> [Exercise aim] Nothing beyond the line containing "revision does not" should be printed; print each line exactly from the first line of the listing below through it.

> [Data excerpts]
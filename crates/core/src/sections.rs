//! Section extraction.
//!
//! Splits a revision into its named sections so that diffs are computed per
//! section. Section names come from the closed [`SectionKind`] set, so the
//! extractor and every consumer agree on the key space.

use std::collections::{BTreeMap, BTreeSet};

use crate::models::{Revision, SectionKind};

/// Stateless section extractor.
pub struct SectionExtractor;

impl SectionExtractor {
    /// Return every section the revision declares, including empty ones.
    ///
    /// The map borrows from the revision; sections the revision does not
    /// declare are simply absent and read as empty text.
    pub fn extract(revision: &Revision) -> BTreeMap<SectionKind, &str> {
        revision
            .sections
            .iter()
            .map(|(kind, text)| (*kind, text.as_str()))
            .collect()
    }

    /// Text of `kind` in an extracted map, empty when absent.
    pub fn text<'a>(sections: &BTreeMap<SectionKind, &'a str>, kind: SectionKind) -> &'a str {
        sections.get(&kind).copied().unwrap_or("")
    }

    /// Union of the section keys of two extracted maps, in reporting order.
    pub fn union_keys(
        a: &BTreeMap<SectionKind, &str>,
        b: &BTreeMap<SectionKind, &str>,
    ) -> Vec<SectionKind> {
        a.keys()
            .chain(b.keys())
            .copied()
            .collect::<BTreeSet<_>>()
            .into_iter()
            .collect()
    }
}
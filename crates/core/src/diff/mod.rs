//! Line-based text diffing.
//!
//! The diff subsystem is responsible for:
//! 1. **Diffing** -- computing a minimal line edit script between two texts.
//! 2. **Hunking** -- grouping the script into added / removed / modified hunks.
//! 3. **Applying** -- replaying hunks onto the old text (the lossless inverse).
//! 4. **Exporting** -- rendering revision pairs as unified patches.

pub mod hunk;
pub mod patch;
pub mod text;

pub use hunk::{apply_hunks, split_lines, ChangeType, DiffHunk, HunkSpan, InvalidRange, LineRange};
pub use patch::render_unified_patch;
pub use text::TextDiffer;

/// Default number of unchanged lines allowed between a removal and an
/// addition for them to be coalesced into one `modified` hunk.
pub const DEFAULT_COALESCE_GAP: usize = 0;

> [Written reply]
filename crates/core/src/sections.rs
//! Section extraction.
//!
//! Splits a revision into its named sections so that diffs are computed per
//! section. Section names come from the closed [`SectionKind`] set, so the
//! extractor and every consumer agree on the key space.

use std::collections::{BTreeMap, BTreeSet};

use crate::models::{Revision, SectionKind};

/// Stateless section extractor.
pub struct SectionExtractor;

impl SectionExtractor {
    /// Return every section the revision declares, including empty ones.
    ///
    /// The map borrows from the revision; sections the revision does not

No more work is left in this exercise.